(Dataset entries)

★ ★ ★

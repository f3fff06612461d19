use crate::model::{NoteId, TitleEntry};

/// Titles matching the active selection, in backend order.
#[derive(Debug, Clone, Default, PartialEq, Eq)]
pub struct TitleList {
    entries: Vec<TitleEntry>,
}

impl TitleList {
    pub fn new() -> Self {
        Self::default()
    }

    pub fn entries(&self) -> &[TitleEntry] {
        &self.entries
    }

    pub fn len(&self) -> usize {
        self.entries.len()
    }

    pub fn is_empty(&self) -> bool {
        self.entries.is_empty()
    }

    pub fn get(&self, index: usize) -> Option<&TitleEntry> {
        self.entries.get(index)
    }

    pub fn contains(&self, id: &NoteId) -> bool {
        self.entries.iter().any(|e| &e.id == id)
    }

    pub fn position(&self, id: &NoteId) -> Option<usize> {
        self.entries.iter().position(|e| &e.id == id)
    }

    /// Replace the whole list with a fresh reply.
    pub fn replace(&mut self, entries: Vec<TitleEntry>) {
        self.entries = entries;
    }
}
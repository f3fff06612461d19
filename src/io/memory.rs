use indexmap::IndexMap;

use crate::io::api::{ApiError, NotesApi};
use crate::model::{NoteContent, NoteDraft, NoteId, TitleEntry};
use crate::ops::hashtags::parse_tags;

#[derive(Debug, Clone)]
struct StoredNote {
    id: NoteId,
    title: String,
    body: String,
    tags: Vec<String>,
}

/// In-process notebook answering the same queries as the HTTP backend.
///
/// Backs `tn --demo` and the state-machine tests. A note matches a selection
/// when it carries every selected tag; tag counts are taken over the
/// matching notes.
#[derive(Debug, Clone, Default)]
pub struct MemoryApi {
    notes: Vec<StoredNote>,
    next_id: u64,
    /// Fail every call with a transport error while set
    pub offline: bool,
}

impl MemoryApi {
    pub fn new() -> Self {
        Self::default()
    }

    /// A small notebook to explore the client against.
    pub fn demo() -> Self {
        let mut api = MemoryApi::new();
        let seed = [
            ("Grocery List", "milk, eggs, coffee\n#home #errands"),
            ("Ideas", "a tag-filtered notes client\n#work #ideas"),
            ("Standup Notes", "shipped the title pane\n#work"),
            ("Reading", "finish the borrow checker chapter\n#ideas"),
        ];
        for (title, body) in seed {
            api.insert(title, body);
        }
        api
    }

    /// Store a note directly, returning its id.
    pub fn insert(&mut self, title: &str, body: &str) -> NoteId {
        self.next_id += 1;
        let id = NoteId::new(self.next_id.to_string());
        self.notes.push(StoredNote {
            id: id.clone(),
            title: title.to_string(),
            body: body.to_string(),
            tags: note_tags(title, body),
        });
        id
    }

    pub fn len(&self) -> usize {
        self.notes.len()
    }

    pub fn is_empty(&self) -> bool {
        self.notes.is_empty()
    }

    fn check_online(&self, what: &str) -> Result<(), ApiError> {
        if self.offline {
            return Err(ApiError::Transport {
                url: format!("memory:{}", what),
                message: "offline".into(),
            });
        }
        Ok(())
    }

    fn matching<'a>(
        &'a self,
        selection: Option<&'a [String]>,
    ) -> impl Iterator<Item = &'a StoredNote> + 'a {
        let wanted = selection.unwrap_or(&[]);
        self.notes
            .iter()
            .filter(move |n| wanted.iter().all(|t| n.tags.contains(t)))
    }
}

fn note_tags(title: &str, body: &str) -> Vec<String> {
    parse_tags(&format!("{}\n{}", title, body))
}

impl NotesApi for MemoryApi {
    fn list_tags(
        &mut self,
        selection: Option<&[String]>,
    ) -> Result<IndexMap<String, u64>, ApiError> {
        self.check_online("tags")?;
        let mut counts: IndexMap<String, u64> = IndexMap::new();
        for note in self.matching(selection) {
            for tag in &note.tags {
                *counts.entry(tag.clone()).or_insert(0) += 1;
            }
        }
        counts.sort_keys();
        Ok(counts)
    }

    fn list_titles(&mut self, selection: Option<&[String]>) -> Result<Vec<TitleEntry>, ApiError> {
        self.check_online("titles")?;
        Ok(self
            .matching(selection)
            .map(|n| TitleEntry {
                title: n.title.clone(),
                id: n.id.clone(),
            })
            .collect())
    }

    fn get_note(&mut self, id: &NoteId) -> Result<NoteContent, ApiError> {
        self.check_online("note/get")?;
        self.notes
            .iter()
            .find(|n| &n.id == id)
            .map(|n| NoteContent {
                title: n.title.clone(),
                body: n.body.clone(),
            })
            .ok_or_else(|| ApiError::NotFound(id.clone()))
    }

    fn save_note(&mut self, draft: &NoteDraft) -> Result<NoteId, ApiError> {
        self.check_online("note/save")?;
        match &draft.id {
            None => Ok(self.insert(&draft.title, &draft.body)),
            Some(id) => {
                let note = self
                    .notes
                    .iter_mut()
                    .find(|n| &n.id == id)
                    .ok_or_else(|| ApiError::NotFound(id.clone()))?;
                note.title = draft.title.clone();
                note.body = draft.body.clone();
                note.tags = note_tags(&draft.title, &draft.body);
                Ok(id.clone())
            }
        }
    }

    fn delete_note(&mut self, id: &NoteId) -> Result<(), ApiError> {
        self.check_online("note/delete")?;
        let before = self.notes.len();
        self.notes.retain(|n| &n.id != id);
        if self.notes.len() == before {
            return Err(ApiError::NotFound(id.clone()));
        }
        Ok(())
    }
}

★ ★ ★

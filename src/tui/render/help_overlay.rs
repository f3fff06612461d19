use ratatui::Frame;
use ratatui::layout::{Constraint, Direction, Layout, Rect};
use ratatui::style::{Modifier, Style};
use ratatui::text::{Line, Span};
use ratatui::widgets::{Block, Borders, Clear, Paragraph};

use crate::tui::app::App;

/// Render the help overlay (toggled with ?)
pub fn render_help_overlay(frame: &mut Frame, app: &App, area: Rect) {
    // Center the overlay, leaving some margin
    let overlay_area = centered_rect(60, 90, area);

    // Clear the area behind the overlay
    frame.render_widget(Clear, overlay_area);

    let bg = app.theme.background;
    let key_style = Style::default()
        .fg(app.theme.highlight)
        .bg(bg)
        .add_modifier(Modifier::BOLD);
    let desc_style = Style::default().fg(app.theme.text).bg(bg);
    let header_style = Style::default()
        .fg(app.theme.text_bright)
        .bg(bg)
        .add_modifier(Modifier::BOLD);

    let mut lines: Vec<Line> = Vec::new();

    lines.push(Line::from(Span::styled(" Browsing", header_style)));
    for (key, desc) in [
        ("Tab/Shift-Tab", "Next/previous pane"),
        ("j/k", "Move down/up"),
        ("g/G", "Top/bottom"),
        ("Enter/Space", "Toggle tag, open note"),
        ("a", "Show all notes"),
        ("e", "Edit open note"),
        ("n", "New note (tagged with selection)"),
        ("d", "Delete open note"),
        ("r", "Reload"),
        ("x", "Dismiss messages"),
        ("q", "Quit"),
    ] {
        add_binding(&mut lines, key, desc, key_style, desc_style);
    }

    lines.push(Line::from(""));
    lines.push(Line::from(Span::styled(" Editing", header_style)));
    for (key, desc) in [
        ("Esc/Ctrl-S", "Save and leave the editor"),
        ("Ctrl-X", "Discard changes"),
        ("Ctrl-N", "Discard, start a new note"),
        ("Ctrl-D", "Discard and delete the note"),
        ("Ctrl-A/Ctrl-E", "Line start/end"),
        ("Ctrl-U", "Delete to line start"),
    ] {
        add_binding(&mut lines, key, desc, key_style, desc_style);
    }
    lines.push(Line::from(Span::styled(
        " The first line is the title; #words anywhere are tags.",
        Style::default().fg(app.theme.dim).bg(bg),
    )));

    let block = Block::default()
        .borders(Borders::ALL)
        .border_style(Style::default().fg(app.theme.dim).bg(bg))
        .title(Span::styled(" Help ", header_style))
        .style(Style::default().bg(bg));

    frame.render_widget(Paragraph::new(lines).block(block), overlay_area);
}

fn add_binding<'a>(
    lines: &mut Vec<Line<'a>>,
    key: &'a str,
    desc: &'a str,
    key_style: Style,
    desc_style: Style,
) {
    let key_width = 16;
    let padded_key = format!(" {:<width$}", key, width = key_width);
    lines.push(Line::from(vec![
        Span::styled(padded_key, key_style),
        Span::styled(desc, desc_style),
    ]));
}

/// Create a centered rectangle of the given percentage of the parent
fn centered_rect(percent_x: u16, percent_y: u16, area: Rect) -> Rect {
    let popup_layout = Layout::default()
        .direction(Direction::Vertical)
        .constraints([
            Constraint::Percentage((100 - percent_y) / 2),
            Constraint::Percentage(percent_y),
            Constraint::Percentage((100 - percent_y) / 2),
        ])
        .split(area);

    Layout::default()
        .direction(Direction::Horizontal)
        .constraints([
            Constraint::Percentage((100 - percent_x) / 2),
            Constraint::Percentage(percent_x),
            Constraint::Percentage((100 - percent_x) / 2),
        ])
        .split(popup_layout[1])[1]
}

★ ★ ★

- DESCRIPTION OF THE TASK
All that is needed is the exact run of lines above from the line containing "fn get_note(&mut self, id: &NoteId)" through the line containing "fn save_note(&mut self, draft: &NoteDraft)", both of them included.

- ANSWER SPACE
    fn get_note(&mut self, id: &NoteId) -> Result<NoteContent, ApiError> {
        self.check_online("note/get")?;
        self.notes
            .iter()
            .find(|n| &n.id == id)
            .map(|n| NoteContent {
                title: n.title.clone(),
                body: n.body.clone(),
            })
            .ok_or_else(|| ApiError::NotFound(id.clone()))
    }

    fn save_note(&mut self, draft: &NoteDraft) -> Result<NoteId, ApiError> {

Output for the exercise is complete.